In considering the results presented here, it is clear that simple inflation tests are not able to provide sufficient information about the material parameters that characterize the collagen structure of the cornea. In fact, the particular structure of the collagen is not activated by the test and the mechanical characterization of the parameters may lead to several sets of values. Contrariwise, in-vivo contact and contactless tests are able to activate (although in a non-natural manner) the particular internal structure of the reinforcing collagen, therefore they might be used to characterize a specific material model. Moreover, between the quasistatic and the dynamic tests, the air puff tests seems to be superior, in the sense that the amplitude of the induced displacements in the cornea might be easier to be measured through optical imaging.

According to the present study, it appears that the relevance of the collagen organization at the limbus is not very important in terms of mechanical response of the corneal shell. In fact, among the four models, the SL model is the closest to the baseline model in all the numerical simulations. This observation suggests that the main biomechanical features of the cornea derive from the structure of the collagen in the optical zone.
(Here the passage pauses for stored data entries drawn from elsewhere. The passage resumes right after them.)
//! Reflow phase state machine
//!
//! Defines the authoritative runtime behavior of the oven.
//! The state machine is explicit, finite, and deterministic.

pub mod events;
pub mod machine;

pub use events::UserEvent;
pub use machine::{PhaseLimits, ReflowInputs, ReflowPhase, ReflowStateMachine, Transition};
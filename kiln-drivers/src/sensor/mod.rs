//! Temperature sensors

pub mod max6675;

pub use max6675::Max6675;
//! Push-button input trait

/// Trait for the single front-panel switch
///
/// The switch is wired active-low: pressed pulls the line to ground.
pub trait SwitchInput {
    /// Sample the raw line level, `true` while the line is low
    fn is_low(&mut self) -> bool;
}
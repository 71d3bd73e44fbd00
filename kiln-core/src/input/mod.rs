//! User input handling

pub mod debounce;

pub use debounce::{ButtonEvent, Debouncer, DEFAULT_DEBOUNCE_MS, DEFAULT_LONG_PRESS_MS};
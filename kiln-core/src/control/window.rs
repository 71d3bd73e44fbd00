//! Time-proportioning relay window
//!
//! An on/off heater cannot follow a continuous duty value, so time is cut
//! into fixed windows and the relay is held on for the first `duty`
//! milliseconds of each one.

/// Default window length (ms)
pub const DEFAULT_WINDOW_MS: u32 = 2000;

/// Sliding relay window
#[derive(Debug, Clone, Copy, PartialEq, Eq)]
#[cfg_attr(feature = "defmt", derive(defmt::Format))]
pub struct RelayWindow {
    window_start_ms: u32,
    window_size_ms: u32,
}

impl RelayWindow {
    /// Create a window starting at `now_ms`
    pub fn new(window_size_ms: u32, now_ms: u32) -> Self {
        Self {
            window_start_ms: now_ms,
            window_size_ms: window_size_ms.max(1),
        }
    }

    /// Restart the window at `now_ms`
    pub fn restart(&mut self, now_ms: u32) {
        self.window_start_ms = now_ms;
    }

    /// Start of the current window
    pub fn window_start_ms(&self) -> u32 {
        self.window_start_ms
    }

    /// Window length
    pub fn window_size_ms(&self) -> u32 {
        self.window_size_ms
    }

    /// Advance the window if needed and decide the relay state
    ///
    /// The start moves forward in whole window steps, never to `now_ms`, so
    /// slow or jittery ticks do not drift the window phase.
    pub fn relay_on(&mut self, duty_ms: f32, now_ms: u32) -> bool {
        while now_ms.wrapping_sub(self.window_start_ms) > self.window_size_ms {
            self.window_start_ms = self.window_start_ms.wrapping_add(self.window_size_ms);
        }

        let elapsed = now_ms.wrapping_sub(self.window_start_ms);
        (elapsed as f32) < duty_ms
    }
}

#[cfg(test)]
mod tests {
    use super::*;
    use proptest::prelude::*;

    #[test]
    fn test_relay_on_for_duty_portion() {
        let mut window = RelayWindow::new(2000, 0);
        assert!(window.relay_on(500.0, 0));
        assert!(window.relay_on(500.0, 499));
        assert!(!window.relay_on(500.0, 500));
        assert!(!window.relay_on(500.0, 1999));
    }

    #[test]
    fn test_zero_duty_never_on() {
        let mut window = RelayWindow::new(2000, 0);
        assert!(!window.relay_on(0.0, 0));
        assert!(!window.relay_on(0.0, 1000));
    }

    #[test]
    fn test_full_duty_always_on() {
        let mut window = RelayWindow::new(2000, 0);
        for now in (50..10_000).step_by(100) {
            assert!(window.relay_on(2000.0, now));
        }
    }

    #[test]
    fn test_rollover_advances_by_window_size() {
        let mut window = RelayWindow::new(2000, 1_000);
        window.relay_on(500.0, 3_000);
        assert_eq!(window.window_start_ms(), 1_000);

        window.relay_on(500.0, 3_001);
        assert_eq!(window.window_start_ms(), 3_000);
    }

    #[test]
    fn test_rollover_catches_up_over_gaps() {
        let mut window = RelayWindow::new(2000, 0);
        assert!(window.relay_on(500.0, 6_100));
        assert_eq!(window.window_start_ms(), 6_000);
    }

    #[test]
    fn test_rollover_across_timer_wrap() {
        let start = u32::MAX - 999;
        let mut window = RelayWindow::new(2000, start);
        window.relay_on(500.0, start.wrapping_add(2_500));
        assert_eq!(window.window_start_ms(), start.wrapping_add(2_000));
    }

    proptest! {
        #[test]
        fn prop_window_start_stays_aligned(
            start in 0u32..1_000_000,
            steps in proptest::collection::vec(1u32..5_000, 1..50),
        ) {
            let mut window = RelayWindow::new(2000, start);
            let mut now = start;
            for step in steps {
                now += step;
                window.relay_on(1000.0, now);
                let offset = window.window_start_ms() - start;
                prop_assert_eq!(offset % 2000, 0);
                prop_assert!(now - window.window_start_ms() <= 2000);
            }
        }
    }
}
The present research has a few drawbacks that we are trying to remove in concurrent studies. The most important drawback, that affects only the dynamical tests, is the absence of the filling fluids, which indeed play an important role in the mechanical response of the system. We are presently developing a coupled fluid-structure interaction approach, based on meshfree discretazion of the fluid domain, to tackle this issue [35]. A second drawback is the missing comparison of the stress fields between the different models. The complexity of the stress fields induced by the contact and contactless tests requires a heavy manipulation of the numerical results, that are object of an additional current study.